# LG Monitor FLATRON W2243S issue



## stev2511 (Jan 6, 2010)

So, I have bought two monitors. They are exactly the same, same model, manufacturer, LG Monitor FLATRON W2243S 21,5" Full HD 15-pin VGA cables with DVI adapters. Yesterday I restarted my pc because explorer.exe stuck. When it re-booted I saw my main display with 1024x768 @ 60Hz refresh rate and the 1920x1080 option was not available. My other monitor was exactly as before. I went to see on the advanced settings and of windows 7 "Screen Resolution" window my main display was reffered to as Dsiplay Device on: VGA but befora that it was reffered to as W2243S (analog). My other monitor is reffered W2243S as before and no problem occurs.
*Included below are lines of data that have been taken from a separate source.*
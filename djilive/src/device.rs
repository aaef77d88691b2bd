//! High-level device interface
//!
//! [`Device`] is a cloneable handle to a background driver task. The driver
//! owns the [`Session`], the transport and the watchdogs, and is the only
//! place session events are handled: caller requests, transport callbacks
//! and watchdog expiries all funnel through it one at a time.

use std::fmt;
use std::sync::Arc;
use std::time::Duration;

use parking_lot::RwLock;
use tokio::sync::{mpsc, oneshot};
use tracing::{debug, error, info, trace, warn};

use djilive_core::{
    constants::gatt, validate_pairing_pin, Effect, Event, Session, SessionConfig, SessionState,
};
use djilive_transport::{Transport, TransportEvent};
use djilive_types::{DeviceModel, DeviceVariant, StreamParams};

use crate::error::{Error, Result};
use crate::watchdog::{Expiry, Watchdogs};

/// Callback invoked on every session state change
pub type StateCallback = Arc<dyn Fn(SessionState) + Send + Sync>;

/// Values mirrored from the driver for synchronous reads
#[derive(Debug, Clone)]
struct Status {
    state: SessionState,
    model: DeviceModel,
    battery_percentage: Option<u8>,
    pairing_pin: String,
}

enum Command {
    Start(StreamParams),
    Stop,
    SetPairingPin(String, oneshot::Sender<Result<()>>),
    Shutdown(oneshot::Sender<()>),
}

/// DJI camera
///
/// # Examples
///
/// ```no_run
/// use djilive::{Device, DeviceModel, LoopbackTransport, StreamParams};
///
/// #[tokio::main]
/// async fn main() -> djilive::Result<()> {
///     let (transport, _camera) = LoopbackTransport::pair();
///
///     let device = Device::builder("osmo-action-4", DeviceModel::OsmoAction4)
///         .on_state_change(|state| println!("State: {}", state))
///         .spawn(transport)?;
///
///     device.start_stream(StreamParams::new("Home", "secret123", "rtmp://example.com/live"))?;
///
///     device.shutdown().await;
///     Ok(())
/// }
/// ```
#[derive(Clone)]
pub struct Device {
    peripheral_id: String,
    commands: mpsc::UnboundedSender<Command>,
    status: Arc<RwLock<Status>>,
}

impl Device {
    /// Configure a device for the given peripheral
    pub fn builder(peripheral_id: impl Into<String>, model: DeviceModel) -> DeviceBuilder {
        DeviceBuilder {
            peripheral_id: peripheral_id.into(),
            model,
            config: SessionConfig::default(),
            on_state_change: None,
        }
    }

    pub fn peripheral_id(&self) -> &str {
        &self.peripheral_id
    }

    /// Current session state
    pub fn state(&self) -> SessionState {
        self.status.read().state
    }

    /// Camera model, possibly identified from advertising data
    pub fn model(&self) -> DeviceModel {
        self.status.read().model
    }

    /// Last battery level reported while streaming
    pub fn battery_percentage(&self) -> Option<u8> {
        self.status.read().battery_percentage
    }

    pub fn pairing_pin(&self) -> String {
        self.status.read().pairing_pin.clone()
    }

    /// Check if the driver task is still running
    pub fn is_running(&self) -> bool {
        !self.commands.is_closed()
    }

    /// Start a live stream
    ///
    /// Any session in progress is torn down first.
    ///
    /// # Errors
    ///
    /// Returns error if:
    /// - A parameter cannot be encoded (empty or too long strings, bitrate out of range)
    /// - The driver has stopped
    pub fn start_stream(&self, params: StreamParams) -> Result<()> {
        params.validate()?;
        info!(peripheral = %self.peripheral_id, "Start stream requested");
        self.send(Command::Start(params))
    }

    /// Stop the live stream; a no-op while idle
    pub fn stop_stream(&self) -> Result<()> {
        info!(peripheral = %self.peripheral_id, "Stop stream requested");
        self.send(Command::Stop)
    }

    /// Set the PIN used for the next pairing
    pub async fn set_pairing_pin(&self, pin: impl Into<String>) -> Result<()> {
        let pin = pin.into();
        validate_pairing_pin(&pin)?;

        let (tx, rx) = oneshot::channel();
        self.send(Command::SetPairingPin(pin, tx))?;
        rx.await.map_err(|_| Error::DriverStopped)?
    }

    /// Tear down any session and stop the driver
    pub async fn shutdown(&self) {
        let (tx, rx) = oneshot::channel();
        if self.send(Command::Shutdown(tx)).is_ok() {
            let _ = rx.await;
        }
    }

    fn send(&self, command: Command) -> Result<()> {
        self.commands
            .send(command)
            .map_err(|_| Error::DriverStopped)
    }
}

impl fmt::Debug for Device {
    fn fmt(&self, f: &mut fmt::Formatter<'_>) -> fmt::Result {
        let status = self.status.read();
        f.debug_struct("Device")
            .field("peripheral_id", &self.peripheral_id)
            .field("model", &status.model)
            .field("state", &status.state)
            .field("battery_percentage", &status.battery_percentage)
            .finish()
    }
}

/// Builder for [`Device`]
pub struct DeviceBuilder {
    peripheral_id: String,
    model: DeviceModel,
    config: SessionConfig,
    on_state_change: Option<StateCallback>,
}

impl DeviceBuilder {
    /// Set pairing PIN (default: "love")
    pub fn with_pairing_pin(mut self, pin: impl Into<String>) -> Self {
        self.config.pairing_pin = pin.into();
        self
    }

    /// Force the payload variant instead of deriving it from the model
    pub fn with_variant(mut self, variant: DeviceVariant) -> Self {
        self.config.variant = Some(variant);
        self
    }

    /// Set the time allowed to reach `Streaming` (default: 60 s)
    pub fn with_start_timeout(mut self, timeout: Duration) -> Self {
        self.config.start_timeout = timeout;
        self
    }

    /// Set the time allowed to acknowledge a stop (default: 10 s)
    pub fn with_stop_timeout(mut self, timeout: Duration) -> Self {
        self.config.stop_timeout = timeout;
        self
    }

    /// Register a state change callback
    ///
    /// Runs on the driver task, so it should return quickly.
    pub fn on_state_change(mut self, callback: impl Fn(SessionState) + Send + Sync + 'static) -> Self {
        self.on_state_change = Some(Arc::new(callback));
        self
    }

    /// Start the driver task on the current tokio runtime
    ///
    /// # Errors
    ///
    /// Returns error if the pairing PIN does not fit in a pair request.
    pub fn spawn(self, transport: impl Transport + 'static) -> Result<Device> {
        validate_pairing_pin(&self.config.pairing_pin)?;

        let status = Arc::new(RwLock::new(Status {
            state: SessionState::Idle,
            model: self.model,
            battery_percentage: None,
            pairing_pin: self.config.pairing_pin.clone(),
        }));

        let (command_tx, command_rx) = mpsc::unbounded_channel();
        let (expiry_tx, expiry_rx) = mpsc::unbounded_channel();

        let driver = Driver {
            session: Session::with_config(self.peripheral_id.clone(), self.model, self.config),
            transport: Box::new(transport),
            watchdogs: Watchdogs::new(expiry_tx),
            commands: command_rx,
            expiries: expiry_rx,
            events: None,
            write_ready: false,
            status: status.clone(),
            on_state_change: self.on_state_change,
        };

        debug!(peripheral = %self.peripheral_id, model = %self.model, "Spawning device driver");
        tokio::spawn(driver.run());

        Ok(Device {
            peripheral_id: self.peripheral_id,
            commands: command_tx,
            status,
        })
    }
}

struct Driver {
    session: Session,
    transport: Box<dyn Transport>,
    watchdogs: Watchdogs,
    commands: mpsc::UnboundedReceiver<Command>,
    expiries: mpsc::UnboundedReceiver<Expiry>,
    /// Transport events for the current session only
    events: Option<mpsc::UnboundedReceiver<TransportEvent>>,
    /// Write characteristic found on the connected peripheral
    write_ready: bool,
    status: Arc<RwLock<Status>>,
    on_state_change: Option<StateCallback>,
}

impl Driver {
    async fn run(mut self) {
        loop {
            tokio::select! {
                command = self.commands.recv() => match command {
                    Some(Command::Start(params)) => {
                        self.apply(Event::StartRequested(params)).await;
                    }
                    Some(Command::Stop) => self.apply(Event::StopRequested).await,
                    Some(Command::SetPairingPin(pin, reply)) => {
                        let result = self.session.set_pairing_pin(pin).map_err(Error::from);
                        if result.is_ok() {
                            self.status.write().pairing_pin = self.session.pairing_pin().to_string();
                        }
                        let _ = reply.send(result);
                    }
                    Some(Command::Shutdown(ack)) => {
                        self.teardown().await;
                        let _ = ack.send(());
                        break;
                    }
                    None => {
                        debug!("All device handles dropped");
                        self.teardown().await;
                        break;
                    }
                },
                Some(expiry) = self.expiries.recv() => {
                    if self.watchdogs.expire(expiry) {
                        self.apply(Event::WatchdogExpired(expiry.watchdog)).await;
                    }
                }
                event = next_event(&mut self.events) => match event {
                    Some(event) => self.on_transport_event(event).await,
                    None => self.events = None,
                },
            }
        }

        debug!(peripheral = %self.session.peripheral_id(), "Device driver stopped");
    }

    async fn on_transport_event(&mut self, event: TransportEvent) {
        match event {
            TransportEvent::Discovered {
                id,
                manufacturer_data,
            } => {
                self.apply(Event::DeviceDiscovered {
                    id,
                    manufacturer_data,
                })
                .await;
            }
            TransportEvent::Notification {
                characteristic,
                data,
            } => {
                trace!(
                    characteristic = format!("0x{:04X}", characteristic),
                    len = data.len(),
                    "Notification received"
                );
                self.apply(Event::Notification {
                    characteristic,
                    data,
                })
                .await;
            }
            TransportEvent::Disconnected => {
                warn!(state = %self.session.state(), "Camera disconnected");
                self.write_ready = false;
            }
        }
    }

    async fn apply(&mut self, event: Event) {
        for effect in self.session.handle(event) {
            self.execute(effect).await;
        }

        let mut status = self.status.write();
        status.battery_percentage = self.session.battery_percentage();
        status.model = self.session.model();
    }

    async fn teardown(&mut self) {
        for effect in self.session.teardown() {
            self.execute(effect).await;
        }
        self.watchdogs.cancel_all();
        self.status.write().battery_percentage = None;
    }

    async fn execute(&mut self, effect: Effect) {
        match effect {
            Effect::StateChanged(state) => {
                self.status.write().state = state;
                if let Some(callback) = &self.on_state_change {
                    callback(state);
                }
            }
            Effect::StartDiscovery => {
                let (tx, rx) = mpsc::unbounded_channel();
                self.events = Some(rx);
                if let Err(e) = self.transport.start_discovery(tx).await {
                    error!(error = %e, "Failed to start discovery");
                }
            }
            Effect::StopDiscovery => {
                if let Err(e) = self.transport.stop_discovery().await {
                    warn!(error = %e, "Failed to stop discovery");
                }
            }
            Effect::Connect { peripheral_id } => {
                if let Err(e) = self.connect(&peripheral_id).await {
                    error!(
                        peripheral = %peripheral_id,
                        error = %e,
                        recoverable = e.is_recoverable(),
                        "Failed to connect"
                    );
                }
            }
            Effect::Write { request, frame } => {
                if !self.write_ready || !self.transport.is_connected() {
                    warn!(request = %request, "Not connected, dropping request");
                    return;
                }
                trace!(request = %request, len = frame.len(), "Writing request");
                if let Err(e) = self
                    .transport
                    .write(gatt::WRITE_CHARACTERISTIC, &frame)
                    .await
                {
                    error!(request = %request, error = %e, "Write failed");
                }
            }
            Effect::ArmWatchdog { watchdog, after } => self.watchdogs.arm(watchdog, after),
            Effect::CancelWatchdog(watchdog) => self.watchdogs.cancel(watchdog),
            Effect::ReleaseTransport => {
                // Stale notifications must never reach the next session
                self.events = None;
                self.write_ready = false;
                if let Err(e) = self.transport.stop_discovery().await {
                    debug!(error = %e, "Failed to stop discovery");
                }
                if let Err(e) = self.transport.disconnect().await {
                    warn!(error = %e, "Failed to disconnect");
                }
            }
        }
    }

    /// Connect, enumerate the GATT table and subscribe to notifications
    async fn connect(&mut self, peripheral_id: &str) -> djilive_transport::Result<()> {
        self.transport.connect(peripheral_id).await?;
        info!(peripheral = %peripheral_id, "Connected");

        let mut notify_found = false;
        for service in self.transport.discover_services().await? {
            debug!(service = format!("0x{:04X}", service), "Discovered service");

            let characteristics = match self.transport.discover_characteristics(service).await {
                Ok(characteristics) => characteristics,
                Err(e) => {
                    warn!(service = format!("0x{:04X}", service), error = %e, "Characteristic discovery failed");
                    continue;
                }
            };

            for characteristic in characteristics {
                debug!(characteristic = format!("0x{:04X}", characteristic), "Discovered characteristic");
                if characteristic == gatt::WRITE_CHARACTERISTIC {
                    self.write_ready = true;
                }
                if characteristic == gatt::NOTIFY_CHARACTERISTIC {
                    self.transport.subscribe(characteristic).await?;
                    notify_found = true;
                }
            }
        }

        if !notify_found {
            return Err(djilive_transport::Error::CharacteristicNotFound(
                gatt::NOTIFY_CHARACTERISTIC,
            ));
        }
        if !self.write_ready {
            warn!("Write characteristic not found, requests will be dropped");
        }
        Ok(())
    }
}

async fn next_event(
    events: &mut Option<mpsc::UnboundedReceiver<TransportEvent>>,
) -> Option<TransportEvent> {
    match events {
        Some(rx) => rx.recv().await,
        None => std::future::pending().await,
    }
}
So I tried some simple stuff to see if I can fix it since I had the monitor drivers installed before a few weeks before the error. My graphics card driver also is up to date. ATI Radeon HD 5750. I switced my monitors place on the graphics card jack, no difference, just that now the other screen was the main display but the monitor with the problem didn't have the 1920x1080 available. I switched the cables between screen still no difference but after I rebooted for a second time the choice for 1920x1080 was available for my monitor but when I clicked it the refresh rate was forced to 30iHz and my monitor went just black so I returned to the previous resolution. I don't know what else to do.. Any help?


----------



## JimE (Apr 16, 2009)

Sounds like the monitor is failing. If it's under warranty, have it replaced.


----------



## stev2511 (Jan 6, 2010)

Yeah after doing some further research I decided to do that. Thanks anyway.


----------